Философия и роман

We use cookies. Read the Privacy and Cookie Policy

Философия и роман

В разреженном воздухе абсурда все эти жизни могут длиться лишь благодаря нескольким глубоким мыслям, сила которых позволяет им дышать. В данном случае речь пойдет об особом чувстве верности. Мы видели людей, которые сознательно выполняли свой долг во время глупейших войн и не считали при этом, что вступают в противоречие с самими собой. Главное для них — ни от чего не уклоняться. Утверждение абсурдности мира есть своего рода метафизическое счастье. Завоевание или игра, неисчислимость любви, абсурдный бунт — таковы свидетельства человеческого достоинства в той войне, где человек обречен на поражение.

Речь идет исключительно о верности правилам сражения. Этой мысли достаточно: она поддерживала и поддерживает целые цивилизации. Войну невозможно отрицать. В ней либо умирают, либо ею живут. Так и с абсурдом: нужно дышать им, усваивать его уроки и воплощать его. В этом смысле творчество есть по преимуществу абсурдная радость. «Искусство, и ничего кроме искусства, — говорит Ницше, — искусство нам дано, чтобы не умереть от истины».

В опыте, который я пытаюсь здесь описать и дать почувствовать в нескольких его модусах, страдание появляется вместе со смертью другого. Детские поиски забвения и удовольствия отныне оставлены. На их место приходят лихорадочное напряжение, с которым человек противостоит миру, и упорядоченный бред, заставляющий его все принимать в этом мире. В этой вселенной единственным шансом укрепиться в сознании, зафиксировать в нем свои дерзания является творчество. Творить — значит жить вдвойне. Неуверенный и тревожный поиск Пруста, его кропотливое коллекционирование цветов, вышивок и тревог не означают ничего иного. Но в этих поисках все же не больше смысла, чем в непрерывном творчестве, которому каждодневно предаются комедиант, завоеватель и все люди абсурда. Все они хотят сыграть, повторить, воссоздать свою реальность. В конечном счете мы получаем образ наших собственных истин. Для отвернувшегося от вечности человека все сущее есть лишь нескончаемая пантомима под маской абсурда. Творчество — великая пантомима.

Об этом заранее известно людям абсурда, а потому все их усилия направлены на изучение, освоение и обогащение того острова без будущности, на который они высадились. Но сначала требуется знать. Ибо обнаружение абсурда совпадает по времени с остановкой; тогда вырабатываются и вступают в свои права все последующие страсти. Даже у людей, лишенных Евангелия, есть своя гора Елеонская{156}. На ней тоже нельзя дремать. Абсурдному человеку уже нет дела до объяснений, он должен испытать и описать испытанное. Все начинается с беспристрастной ясности видения.

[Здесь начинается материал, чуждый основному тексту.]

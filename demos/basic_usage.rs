//! Basic logger usage example
//!
//! Demonstrates levels, the MDC and the root logger, writing JSON to stdout.
//!
//! Run with: cargo run --example basic_usage

use mdc_logger::prelude::*;

fn main() -> Result<()> {
    println!("=== MDC Logger - Basic Usage Example ===\n");

    // New loggers start at ERROR
    let logger = Logger::named("basic-usage");

    println!("1. Default level (ERROR) - only the error line shows:");
    logger.debug("This is a debug message (hidden)");
    logger.info("This is an info message (hidden)");
    logger.warning("This is a warning message (hidden)");
    logger.error("This is an error message");

    println!("\n2. Level lowered to DEBUG, with context:");
    logger.set_level(Level::Debug);
    logger.init_context(false);
    logger.add_mdc("request_id", "abc-123");
    logger.debug("This is a debug message");
    logger.info("Message with \"quotes\", a \\ and a\nnewline");

    println!("\n3. Root logger:");
    mdc_logger::set_level(Level::Info);
    mdc_logger::add_mdc("component", "root");
    mdc_logger::info("Logged through the module-level API");

    println!("\n=== Example completed successfully! ===");

    Ok(())
}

Описание — таково последнее притязание абсурдного мышления. Столкнувшись с неразрешимыми парадоксами, наука также оставляет свои предположения и останавливается на созерцании и изображении вечно девственного пейзажа явлений. Взирая на мирские образы, мы понимаем сердцем, что охватывающее нас при этом чувство — не от предполагаемых глубин мира, но от его многоликости. Тщетно было бы их объяснять; у нас остаются лишь ощущения, а вместе с ними и непрерывный зов, идущий от количественно неисчерпаемой вселенной. Так становится понятным место произведения искусства.

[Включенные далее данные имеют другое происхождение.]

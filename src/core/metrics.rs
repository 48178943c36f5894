//! Logger metrics for observability
//!
//! Counters for monitoring a logger: lines handed to the sink, records
//! filtered out by level, sink failures, and level changes applied from the
//! watched config file.

use std::sync::atomic::{AtomicU64, Ordering};

/// Per-logger counters
///
/// # Example
///
/// ```
/// use mdc_logger::LoggerMetrics;
///
/// let metrics = LoggerMetrics::new();
///
/// metrics.record_written();
/// metrics.record_sink_failure();
///
/// assert_eq!(metrics.total_written(), 1);
/// assert_eq!(metrics.sink_failures(), 1);
/// ```
#[derive(Debug)]
pub struct LoggerMetrics {
    /// Lines the sink accepted
    total_written: AtomicU64,

    /// Records dropped because their level was below the current level
    filtered_count: AtomicU64,

    /// Sink writes that returned an error or panicked
    sink_failures: AtomicU64,

    /// Level updates applied by the config watcher
    config_reloads: AtomicU64,
}

impl LoggerMetrics {
    /// Create a new metrics instance with all counters at zero
    pub const fn new() -> Self {
        Self {
            total_written: AtomicU64::new(0),
            filtered_count: AtomicU64::new(0),
            sink_failures: AtomicU64::new(0),
            config_reloads: AtomicU64::new(0),
        }
    }

    #[inline]
    pub fn total_written(&self) -> u64 {
        self.total_written.load(Ordering::Relaxed)
    }

    #[inline]
    pub fn filtered_count(&self) -> u64 {
        self.filtered_count.load(Ordering::Relaxed)
    }

    #[inline]
    pub fn sink_failures(&self) -> u64 {
        self.sink_failures.load(Ordering::Relaxed)
    }

    #[inline]
    pub fn config_reloads(&self) -> u64 {
        self.config_reloads.load(Ordering::Relaxed)
    }

    /// Record a line accepted by the sink
    #[inline]
    pub fn record_written(&self) -> u64 {
        self.total_written.fetch_add(1, Ordering::Relaxed)
    }

    /// Record a record rejected by the level filter
    #[inline]
    pub fn record_filtered(&self) -> u64 {
        self.filtered_count.fetch_add(1, Ordering::Relaxed)
    }

    /// Record a failed or panicking sink write
    #[inline]
    pub fn record_sink_failure(&self) -> u64 {
        self.sink_failures.fetch_add(1, Ordering::Relaxed)
    }

    /// Record a level update coming from the config file
    #[inline]
    pub fn record_config_reload(&self) -> u64 {
        self.config_reloads.fetch_add(1, Ordering::Relaxed)
    }

    /// Sink failure rate as a percentage (0.0 - 100.0)
    ///
    /// Returns 0.0 if nothing has reached the sink yet.
    pub fn failure_rate(&self) -> f64 {
        let failed = self.sink_failures() as f64;
        let total = self.total_written() as f64 + failed;
        if total == 0.0 {
            0.0
        } else {
            (failed / total) * 100.0
        }
    }

    /// Reset all metrics to zero
    pub fn reset(&self) {
        self.total_written.store(0, Ordering::Relaxed);
        self.filtered_count.store(0, Ordering::Relaxed);
        self.sink_failures.store(0, Ordering::Relaxed);
        self.config_reloads.store(0, Ordering::Relaxed);
    }
}

impl Default for LoggerMetrics {
    fn default() -> Self {
        Self::new()
    }
}

impl Clone for LoggerMetrics {
    /// Create a snapshot of the current metrics values
    fn clone(&self) -> Self {
        Self {
            total_written: AtomicU64::new(self.total_written()),
            filtered_count: AtomicU64::new(self.filtered_count()),
            sink_failures: AtomicU64::new(self.sink_failures()),
            config_reloads: AtomicU64::new(self.config_reloads()),
        }
    }
}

Оно является знаком смерти и в то же время приумножением опыта. Произведение искусства монотонно и страстно повторяет темы, которые уже оркестрованы миром: темы тела (неисчерпаемый образ на фронтонах храмов), темы форм или красок, чисел или бедствий. Поэтому мы и завершаем разбор главных тем данного эссе, обратившись к исполненной великолепия и в то же время ребячества вселенной творца. Ошибочно считать ее символической, полагать, будто произведение искусства может рассматриваться как убежище от абсурда. Оно само абсурдный феномен, и речь идет только об описании произведения искусства, которое не может предложить выхода мукам нашего сознания. Напротив, это один из знаков такой муки, которая отображается с его помощью в каждой человеческой мысли. Но произведение искусства впервые выводит наш ум за его пределы и ставит лицом к лицу с другим. Не для того, чтобы утратить себя в другом, но чтобы со всей точностью указать на безысходность пути, на который мы вместе вступили. В абсурдном рассуждении творчество следует за беспристрастностью и раскрывает ее. Творчество отражает тот момент, когда рассуждение прекращается и на поверхность вырываются абсурдные страсти. Этим оправдывается место творчества в моем эссе.

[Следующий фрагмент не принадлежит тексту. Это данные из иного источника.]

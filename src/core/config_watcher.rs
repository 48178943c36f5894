//! Runtime log-level reconfiguration from a watched file
//!
//! The watched file is plain text with one directive per line. The only
//! directive understood is `log-level: <severity>`, matched case-insensitively
//! on both sides of the colon. Every other line is ignored. When several
//! directives carry a valid severity, the last one wins.
//!
//! The watcher subscribes to the file's directory rather than the file
//! itself: config-map style mounts replace files through a symlink swap,
//! which a watch on the old inode would never see.

use super::error::{LoggerError, Result};
use super::log_level::Level;
use super::metrics::LoggerMetrics;
use crossbeam_channel::{bounded, select, unbounded, Sender};
use notify::event::{AccessKind, AccessMode};
use notify::{Config, Event, EventKind, RecommendedWatcher, RecursiveMode, Watcher};
use parking_lot::RwLock;
use std::path::{Path, PathBuf};
use std::sync::Arc;
use std::thread;

/// Environment variable naming the watched config file
pub const CONFIG_FILE_ENV: &str = "CONFIG_MAP_NAME";

const LEVEL_DIRECTIVE: &str = "log-level";

/// Location of the file a logger reloads its level from
#[derive(Debug, Clone, PartialEq, Eq)]
pub struct WatchConfig {
    /// Directory the change subscription is placed on
    pub dir: PathBuf,
    /// File whose content is parsed
    pub file: PathBuf,
}

impl WatchConfig {
    /// Watch `file`, subscribing to its parent directory
    pub fn new(file: impl Into<PathBuf>) -> Self {
        let file = file.into();
        let dir = file
            .parent()
            .filter(|p| !p.as_os_str().is_empty())
            .map(Path::to_path_buf)
            .unwrap_or_else(|| PathBuf::from("."));
        Self { dir, file }
    }

    /// Watch `file`, subscribing to an explicitly given directory
    pub fn with_dir(dir: impl Into<PathBuf>, file: impl Into<PathBuf>) -> Self {
        Self {
            dir: dir.into(),
            file: file.into(),
        }
    }

    /// Read the file path from `CONFIG_MAP_NAME` through `lookup`; `None`
    /// when unset or blank
    pub fn from_lookup<F>(lookup: F) -> Option<Self>
    where
        F: Fn(&str) -> Option<String>,
    {
        lookup(CONFIG_FILE_ENV)
            .filter(|v| !v.trim().is_empty())
            .map(Self::new)
    }
}

/// Find the effective `log-level` directive in `content`
///
/// # Examples
///
/// ```
/// use mdc_logger::core::parse_log_level;
/// use mdc_logger::Level;
///
/// assert_eq!(parse_log_level("log-level: debug\n"), Some(Level::Debug));
/// assert_eq!(parse_log_level("LOG-LEVEL: Warning"), Some(Level::Warning));
/// assert_eq!(parse_log_level("other: value"), None);
/// ```
pub fn parse_log_level(content: &str) -> Option<Level> {
    content
        .lines()
        .filter_map(|line| {
            let (key, value) = line.split_once(':')?;
            if !key.trim().eq_ignore_ascii_case(LEVEL_DIRECTIVE) {
                return None;
            }
            let value = value.split_whitespace().next().unwrap_or("");
            Level::from_severity_text(value)
        })
        .last()
}

/// Set `level` from a severity word; unrecognized text leaves it untouched
pub(crate) fn apply_severity_text(level: &RwLock<Level>, text: &str) -> Option<Level> {
    let new_level = Level::from_severity_text(text)?;
    *level.write() = new_level;
    Some(new_level)
}

/// Read `file` and apply its directive to `level`
///
/// A missing or unreadable file, or one without a valid directive, leaves
/// the level unchanged.
pub(crate) fn reload_level(
    file: &Path,
    level: &RwLock<Level>,
    metrics: &LoggerMetrics,
) -> Option<Level> {
    let content = match std::fs::read_to_string(file) {
        Ok(content) => content,
        Err(e) => {
            eprintln!(
                "[LOGGER WARNING] Cannot read config file '{}': {}. Keeping current level.",
                file.display(),
                e
            );
            return None;
        }
    };

    let new_level = parse_log_level(&content)?;
    metrics.record_config_reload();
    *level.write() = new_level;
    Some(new_level)
}

fn is_relevant(event: &Event) -> bool {
    match event.kind {
        EventKind::Access(AccessKind::Close(AccessMode::Write)) => true,
        EventKind::Access(_) => false,
        _ => true,
    }
}

/// Background task that keeps a logger's level in sync with a file
///
/// Dropping the watcher stops it.
pub struct ConfigWatcher {
    config: WatchConfig,
    watcher: Option<RecommendedWatcher>,
    stop_tx: Option<Sender<()>>,
    handle: Option<thread::JoinHandle<()>>,
}

impl ConfigWatcher {
    /// Subscribe to the file's directory, apply the file once, then follow
    /// changes to it on a worker thread
    ///
    /// The initial read happens after the subscription is in place, so an
    /// edit made while starting is either read or queued as an event.
    pub fn start(
        config: WatchConfig,
        level: Arc<RwLock<Level>>,
        metrics: Arc<LoggerMetrics>,
    ) -> Result<Self> {
        let (event_tx, event_rx) = unbounded::<notify::Result<Event>>();
        let (stop_tx, stop_rx) = bounded::<()>(1);

        let dir_display = config.dir.display().to_string();
        let mut watcher = RecommendedWatcher::new(
            move |res: notify::Result<Event>| {
                let _ = event_tx.send(res);
            },
            Config::default(),
        )
        .map_err(|e| LoggerError::watch(dir_display.clone(), e))?;

        watcher
            .watch(&config.dir, RecursiveMode::NonRecursive)
            .map_err(|e| LoggerError::watch(dir_display.clone(), e))?;

        reload_level(&config.file, &level, &metrics);

        let file = config.file.clone();
        let handle = thread::Builder::new()
            .name("mdc-config-watcher".to_string())
            .spawn(move || loop {
                select! {
                    recv(stop_rx) -> _ => break,
                    recv(event_rx) -> msg => {
                        match msg {
                            Ok(Ok(event)) => {
                                // Coalesce bursts (write + close + rename) into one reload
                                let mut relevant = is_relevant(&event);
                                for pending in event_rx.try_iter() {
                                    match pending {
                                        Ok(event) => relevant |= is_relevant(&event),
                                        Err(e) => eprintln!("[LOGGER WARNING] Config watch error: {}", e),
                                    }
                                }
                                if relevant {
                                    reload_level(&file, &level, &metrics);
                                }
                            }
                            Ok(Err(e)) => {
                                eprintln!("[LOGGER WARNING] Config watch error: {}", e);
                            }
                            Err(_) => break,
                        }
                    }
                }
            })
            .map_err(|e| LoggerError::io_operation("spawning config watcher", dir_display, e))?;

        Ok(Self {
            config,
            watcher: Some(watcher),
            stop_tx: Some(stop_tx),
            handle: Some(handle),
        })
    }

    pub fn config(&self) -> &WatchConfig {
        &self.config
    }

    pub fn is_running(&self) -> bool {
        self.handle.as_ref().is_some_and(|h| !h.is_finished())
    }

    /// Release the file subscription and join the worker thread
    pub fn stop(&mut self) {
        // Dropping the watcher closes the event channel as well
        drop(self.watcher.take());

        if let Some(stop_tx) = self.stop_tx.take() {
            let _ = stop_tx.try_send(());
        }

        if let Some(handle) = self.handle.take() {
            if let Err(e) = handle.join() {
                eprintln!("[LOGGER ERROR] Config watcher thread panicked: {:?}", e);
            }
        }
    }
}

impl Drop for ConfigWatcher {
    fn drop(&mut self) {
        self.stop();
    }
}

Достаточно найти несколько общих для творца и мыслителя тем, чтобы обнаружить в произведении искусства все противоречия абсурдного мышления. Родство их сознаний проистекает не столько из тождественности сделанных выводов, сколько из общности противоречий. Они одинаковы и для мышления, и для творчества. Вряд ли даже нужно пояснять, что одно и то же терзание толкает человека к этим двум установкам сознания. Они совпадают лишь в исходном пункте. Весьма немногие из порожденных абсурдом мыслей сохранили ему верность, но по этим отклонениям и предательствам нам легче установить, что же принадлежит одному лишь абсурду. Параллельно возникает вопрос: возможно ли абсурдное произведение искусства?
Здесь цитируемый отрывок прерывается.